#### ENTRIES SUPPLIED:
○ ○ ○
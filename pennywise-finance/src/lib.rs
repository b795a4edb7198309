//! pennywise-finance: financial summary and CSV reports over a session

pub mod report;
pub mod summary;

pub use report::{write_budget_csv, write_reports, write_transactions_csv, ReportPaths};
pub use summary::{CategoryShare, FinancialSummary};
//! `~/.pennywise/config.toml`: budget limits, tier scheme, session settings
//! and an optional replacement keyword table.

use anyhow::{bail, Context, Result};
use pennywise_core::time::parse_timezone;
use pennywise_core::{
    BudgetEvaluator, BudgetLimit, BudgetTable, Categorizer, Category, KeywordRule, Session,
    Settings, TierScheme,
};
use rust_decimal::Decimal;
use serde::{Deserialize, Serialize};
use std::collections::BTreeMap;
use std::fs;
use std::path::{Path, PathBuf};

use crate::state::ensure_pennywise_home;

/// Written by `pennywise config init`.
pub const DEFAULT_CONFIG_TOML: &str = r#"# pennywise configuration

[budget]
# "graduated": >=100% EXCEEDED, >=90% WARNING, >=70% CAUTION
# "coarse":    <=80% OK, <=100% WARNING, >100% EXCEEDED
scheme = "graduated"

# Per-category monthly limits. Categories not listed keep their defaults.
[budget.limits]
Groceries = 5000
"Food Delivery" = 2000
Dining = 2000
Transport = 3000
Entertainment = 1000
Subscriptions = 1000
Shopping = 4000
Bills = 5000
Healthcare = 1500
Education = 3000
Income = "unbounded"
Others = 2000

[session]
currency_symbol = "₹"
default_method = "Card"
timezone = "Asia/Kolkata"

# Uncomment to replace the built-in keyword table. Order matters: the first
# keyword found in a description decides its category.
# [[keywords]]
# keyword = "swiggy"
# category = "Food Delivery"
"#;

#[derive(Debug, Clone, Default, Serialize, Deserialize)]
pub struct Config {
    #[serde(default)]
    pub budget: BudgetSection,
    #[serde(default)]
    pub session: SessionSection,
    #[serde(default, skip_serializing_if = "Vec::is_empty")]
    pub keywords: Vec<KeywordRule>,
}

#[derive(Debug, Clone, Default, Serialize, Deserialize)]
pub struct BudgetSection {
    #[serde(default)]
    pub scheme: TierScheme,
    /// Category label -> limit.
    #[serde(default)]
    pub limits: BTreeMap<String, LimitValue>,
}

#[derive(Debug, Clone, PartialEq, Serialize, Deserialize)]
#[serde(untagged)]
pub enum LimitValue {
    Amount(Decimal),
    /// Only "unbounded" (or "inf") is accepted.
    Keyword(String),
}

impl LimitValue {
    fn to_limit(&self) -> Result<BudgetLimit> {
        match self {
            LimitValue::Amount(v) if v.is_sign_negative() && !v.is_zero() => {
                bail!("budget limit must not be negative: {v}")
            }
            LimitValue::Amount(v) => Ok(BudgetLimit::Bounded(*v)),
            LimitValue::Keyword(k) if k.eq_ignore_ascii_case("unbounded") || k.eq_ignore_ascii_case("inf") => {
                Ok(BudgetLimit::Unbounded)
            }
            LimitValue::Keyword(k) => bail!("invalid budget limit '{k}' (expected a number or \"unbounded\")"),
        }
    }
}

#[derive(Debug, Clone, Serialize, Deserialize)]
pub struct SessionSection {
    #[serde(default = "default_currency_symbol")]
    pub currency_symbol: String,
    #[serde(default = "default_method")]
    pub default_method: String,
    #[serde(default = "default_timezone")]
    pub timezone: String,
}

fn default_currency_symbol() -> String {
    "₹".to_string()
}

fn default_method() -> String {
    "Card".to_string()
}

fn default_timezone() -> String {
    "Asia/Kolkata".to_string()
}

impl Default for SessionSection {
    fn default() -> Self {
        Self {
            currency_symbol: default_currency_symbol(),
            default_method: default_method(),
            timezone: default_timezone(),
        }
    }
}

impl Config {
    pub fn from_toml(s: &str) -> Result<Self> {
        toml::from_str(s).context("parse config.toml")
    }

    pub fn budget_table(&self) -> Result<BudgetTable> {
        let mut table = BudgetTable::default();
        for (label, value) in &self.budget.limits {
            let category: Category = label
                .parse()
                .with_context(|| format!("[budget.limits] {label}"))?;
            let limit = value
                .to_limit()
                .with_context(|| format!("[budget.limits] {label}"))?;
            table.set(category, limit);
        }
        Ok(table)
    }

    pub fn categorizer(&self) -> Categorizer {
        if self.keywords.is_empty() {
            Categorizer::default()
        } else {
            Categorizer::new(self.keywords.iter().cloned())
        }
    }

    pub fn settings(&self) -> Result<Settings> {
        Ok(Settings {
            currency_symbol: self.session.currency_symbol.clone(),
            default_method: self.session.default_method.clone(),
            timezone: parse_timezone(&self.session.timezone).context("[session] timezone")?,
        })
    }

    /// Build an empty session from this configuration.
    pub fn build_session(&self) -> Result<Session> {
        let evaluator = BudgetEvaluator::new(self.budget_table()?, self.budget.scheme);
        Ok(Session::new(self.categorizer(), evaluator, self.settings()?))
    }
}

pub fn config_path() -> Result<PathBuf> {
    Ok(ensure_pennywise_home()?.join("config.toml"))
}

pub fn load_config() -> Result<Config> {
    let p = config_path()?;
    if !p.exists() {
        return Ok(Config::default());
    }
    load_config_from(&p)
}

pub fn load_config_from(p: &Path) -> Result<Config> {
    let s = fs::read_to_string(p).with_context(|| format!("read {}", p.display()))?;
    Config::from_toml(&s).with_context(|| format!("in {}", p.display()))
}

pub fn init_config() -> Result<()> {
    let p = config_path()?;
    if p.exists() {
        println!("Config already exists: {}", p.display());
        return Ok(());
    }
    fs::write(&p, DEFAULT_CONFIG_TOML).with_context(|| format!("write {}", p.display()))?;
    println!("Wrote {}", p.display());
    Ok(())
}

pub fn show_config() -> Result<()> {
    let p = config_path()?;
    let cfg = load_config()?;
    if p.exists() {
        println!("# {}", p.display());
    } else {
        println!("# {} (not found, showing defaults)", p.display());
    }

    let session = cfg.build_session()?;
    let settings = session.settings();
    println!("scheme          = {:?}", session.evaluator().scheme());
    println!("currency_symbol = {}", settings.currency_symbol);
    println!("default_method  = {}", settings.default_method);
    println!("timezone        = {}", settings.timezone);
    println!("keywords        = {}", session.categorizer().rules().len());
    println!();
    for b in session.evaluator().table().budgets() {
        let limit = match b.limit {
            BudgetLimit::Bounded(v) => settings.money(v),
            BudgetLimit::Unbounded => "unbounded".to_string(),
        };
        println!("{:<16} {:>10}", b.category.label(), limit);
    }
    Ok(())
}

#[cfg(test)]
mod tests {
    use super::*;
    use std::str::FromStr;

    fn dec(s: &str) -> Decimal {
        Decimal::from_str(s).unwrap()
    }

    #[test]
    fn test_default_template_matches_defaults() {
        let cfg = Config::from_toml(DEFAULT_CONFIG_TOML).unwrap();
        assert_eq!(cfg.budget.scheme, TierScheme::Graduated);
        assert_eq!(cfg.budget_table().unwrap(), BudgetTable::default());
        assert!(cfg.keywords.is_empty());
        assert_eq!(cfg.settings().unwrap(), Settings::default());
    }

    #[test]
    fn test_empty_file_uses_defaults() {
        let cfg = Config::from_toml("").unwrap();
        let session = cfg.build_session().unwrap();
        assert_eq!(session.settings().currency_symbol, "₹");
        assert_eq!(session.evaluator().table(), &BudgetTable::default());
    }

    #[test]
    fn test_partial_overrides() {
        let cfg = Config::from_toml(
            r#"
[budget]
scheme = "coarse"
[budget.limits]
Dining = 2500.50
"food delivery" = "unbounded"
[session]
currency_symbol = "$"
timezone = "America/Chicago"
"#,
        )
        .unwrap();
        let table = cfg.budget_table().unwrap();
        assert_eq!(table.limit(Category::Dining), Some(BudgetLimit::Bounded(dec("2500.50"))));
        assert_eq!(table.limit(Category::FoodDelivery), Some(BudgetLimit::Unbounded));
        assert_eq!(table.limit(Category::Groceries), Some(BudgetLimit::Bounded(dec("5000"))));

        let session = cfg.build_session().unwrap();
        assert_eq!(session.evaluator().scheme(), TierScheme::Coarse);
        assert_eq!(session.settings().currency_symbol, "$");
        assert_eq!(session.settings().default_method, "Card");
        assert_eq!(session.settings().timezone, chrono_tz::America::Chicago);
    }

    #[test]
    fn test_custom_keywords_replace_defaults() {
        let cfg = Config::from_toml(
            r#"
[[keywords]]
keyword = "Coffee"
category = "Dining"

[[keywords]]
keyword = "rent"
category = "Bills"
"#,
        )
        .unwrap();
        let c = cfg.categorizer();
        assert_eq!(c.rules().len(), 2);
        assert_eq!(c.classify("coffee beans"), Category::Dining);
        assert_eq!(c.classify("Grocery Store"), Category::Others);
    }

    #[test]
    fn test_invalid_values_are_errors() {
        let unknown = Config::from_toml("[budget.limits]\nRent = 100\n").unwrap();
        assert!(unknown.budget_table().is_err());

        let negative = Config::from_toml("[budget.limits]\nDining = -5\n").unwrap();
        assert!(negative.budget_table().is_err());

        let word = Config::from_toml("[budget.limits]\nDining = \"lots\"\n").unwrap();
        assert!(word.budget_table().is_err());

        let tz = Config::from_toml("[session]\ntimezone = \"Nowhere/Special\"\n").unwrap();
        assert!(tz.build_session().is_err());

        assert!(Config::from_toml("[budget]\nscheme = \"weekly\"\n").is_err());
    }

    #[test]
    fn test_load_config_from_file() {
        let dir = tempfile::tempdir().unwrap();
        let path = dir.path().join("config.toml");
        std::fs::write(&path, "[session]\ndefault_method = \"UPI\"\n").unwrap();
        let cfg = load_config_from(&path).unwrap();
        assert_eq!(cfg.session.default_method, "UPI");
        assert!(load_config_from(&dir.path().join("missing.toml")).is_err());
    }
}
○ ○ ○
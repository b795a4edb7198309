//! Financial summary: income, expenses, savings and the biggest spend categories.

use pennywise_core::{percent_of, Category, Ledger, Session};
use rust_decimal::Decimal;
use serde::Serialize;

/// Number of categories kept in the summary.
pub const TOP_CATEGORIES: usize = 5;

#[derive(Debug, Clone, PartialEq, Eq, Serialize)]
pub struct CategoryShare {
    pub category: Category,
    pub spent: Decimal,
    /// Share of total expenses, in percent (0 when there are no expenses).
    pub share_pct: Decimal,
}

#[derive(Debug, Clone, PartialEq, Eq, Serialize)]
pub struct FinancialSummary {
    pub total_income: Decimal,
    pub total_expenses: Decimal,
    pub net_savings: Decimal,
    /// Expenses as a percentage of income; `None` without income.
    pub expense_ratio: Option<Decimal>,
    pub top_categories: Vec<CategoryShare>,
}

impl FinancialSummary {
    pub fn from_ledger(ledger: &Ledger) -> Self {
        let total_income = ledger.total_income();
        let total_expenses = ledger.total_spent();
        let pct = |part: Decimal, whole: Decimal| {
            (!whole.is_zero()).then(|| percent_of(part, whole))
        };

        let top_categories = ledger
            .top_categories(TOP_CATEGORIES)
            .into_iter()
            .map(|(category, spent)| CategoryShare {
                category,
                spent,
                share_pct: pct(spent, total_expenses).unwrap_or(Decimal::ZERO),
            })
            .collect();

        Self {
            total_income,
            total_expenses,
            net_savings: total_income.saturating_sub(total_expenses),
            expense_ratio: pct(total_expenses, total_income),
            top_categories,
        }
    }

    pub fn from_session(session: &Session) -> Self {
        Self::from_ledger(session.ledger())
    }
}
○ ○ ○
#### WHAT NEEDS TO BE DONE:
Identify every line above that includes the word "join", and show those lines.

#### OUTPUT:
    Ok(ensure_pennywise_home()?.join("config.toml"))
        let path = dir.path().join("config.toml");
        assert!(load_config_from(&dir.path().join("missing.toml")).is_err());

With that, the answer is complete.